Exploratory Data Analysis (EDA) may also be described as data-driven hypothesis generation. Given a complex set of observations, often EDA provides the initial pointers towards various learning techniques. The data is examined for structures that may indicate deeper relationships among cases or variables.

In this lesson, we will focus on both aspects of EDA:

  • Numerical summarization
  • Data Visualization

This course is based on R software. There are several attractive features of R that make it a software of choice both in academia as well as in industry.

  • R is an open-source software and is free to download.
  • R is supported by 3,000+ packages to deal with large volumes of data in a wide variety of applications. For instance, the svd() function performs the singular value decomposition in a single line of coding, which cannot be so easily implemented in C, Java or Python.
  • R is quite versatile. After an algorithm is developed in R, the program may be sped up by transforming the R codes into other languages.
  • R is a mainstream analytical tool.


  • The Popularity of Data Analysis Software by R.A. Muenchen,
  • R You Ready for R? by Ashlee Vance
  • R Programming for Data Science by Roger Peng

The following diagram shows that in recent times R is gaining popularity as monthly programming discussion traffic shows explosive growth of discussions regarding R.

R has a vibrant user community. As a result of that R has the most website links that point to it.

R can be installed from the CRAN website R-Project following the instructions. Downloading R-Studio is strongly recommended. To develop familiarity with R it is suggested to follow through the material in Introduction to R. For further information refer to the Course Syllabus. Other useful websites on R are Stack Overflow R Questions and R Seek.

One of the objectives of this course is to strengthen the basics in R. The R-Labs given in the textbook are followed closely. Along with the material in the text, two other features in R are introduced.

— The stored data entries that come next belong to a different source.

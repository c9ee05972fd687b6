//! Upstream price lookup seam
//!
//! The engine never talks to a broker API directly. Sector aggregation asks
//! a `PriceLookupProvider` for each instrument's current quote and treats any
//! failure as "no data this round".

use async_trait::async_trait;
use rust_decimal::Decimal;
use serde::{Deserialize, Serialize};
use types::errors::LookupError;
use types::ids::InstrumentCode;
use types::numeric::{trading_value, Volume};

/// One instrument's current quote as reported upstream.
#[derive(Debug, Clone, PartialEq, Eq, Serialize, Deserialize)]
pub struct PriceQuote {
    pub current_price: Decimal,
    /// Cumulative session volume.
    pub volume: Volume,
    pub change_rate_pct: Decimal,
    /// May be empty; callers fall back to the sector catalog's name map.
    pub instrument_name: String,
    /// Cumulative session trading value, when the upstream reports one.
    pub accumulated_trading_value: Option<Decimal>,
}

impl PriceQuote {
    /// Session trading value: the reported cumulative figure when positive,
    /// otherwise `current_price × volume`. `None` when the product overflows.
    pub fn trading_value(&self) -> Option<Decimal> {
        match self.accumulated_trading_value {
            Some(v) if v > Decimal::ZERO => Some(v),
            _ => trading_value(self.current_price, self.volume),
        }
    }

    /// Reject quotes the engine cannot aggregate.
    pub fn validate(self) -> Result<Self, LookupError> {
        if self.trading_value().is_none() {
            return Err(LookupError::Malformed(format!(
                "trading value overflows: price {} × volume {}",
                self.current_price, self.volume
            )));
        }
        Ok(self)
    }
}

/// External collaborator resolving current prices.
///
/// Implementations may be slow or unavailable; the fetch executor bounds
/// each call with a timeout and absorbs every error.
#[async_trait]
pub trait PriceLookupProvider: Send + Sync {
    async fn fetch_current_price(&self, instrument: &InstrumentCode)
        -> Result<PriceQuote, LookupError>;
}

/// Per-instrument row of a sector snapshot. Transient.
#[derive(Debug, Clone, PartialEq, Eq, Serialize, Deserialize)]
pub struct StockTradingInfo {
    pub instrument_code: InstrumentCode,
    pub instrument_name: String,
    pub current_price: Decimal,
    pub change_rate_pct: Decimal,
    pub trading_value: Decimal,
}

impl StockTradingInfo {
    /// Build a row from a quote, using `fallback_name` when the quote
    /// carries no name. `None` when the quote's trading value overflows.
    pub fn from_quote(
        instrument: InstrumentCode,
        quote: &PriceQuote,
        fallback_name: impl FnOnce() -> String,
    ) -> Option<Self> {
        let trading_value = quote.trading_value()?;
        let instrument_name = match quote.instrument_name.trim() {
            "" => fallback_name(),
            name => name.to_string(),
        };
        Some(Self {
            instrument_code: instrument,
            instrument_name,
            current_price: quote.current_price,
            change_rate_pct: quote.change_rate_pct,
            trading_value,
        })
    }
}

  • R Markdown: This allows the users to knit the R codes and outputs directly into the document.
  • R library ggplot2: A very useful and sophisticated set of plotting functions to produce high-quality graphs


Upon successful completion of this lesson, you should be able to:

  • Develop familiarity with R software.
  • Application of numerical and visual summarization of data.
  • Illustration of the importance of EDA before embarking on sophisticated model building.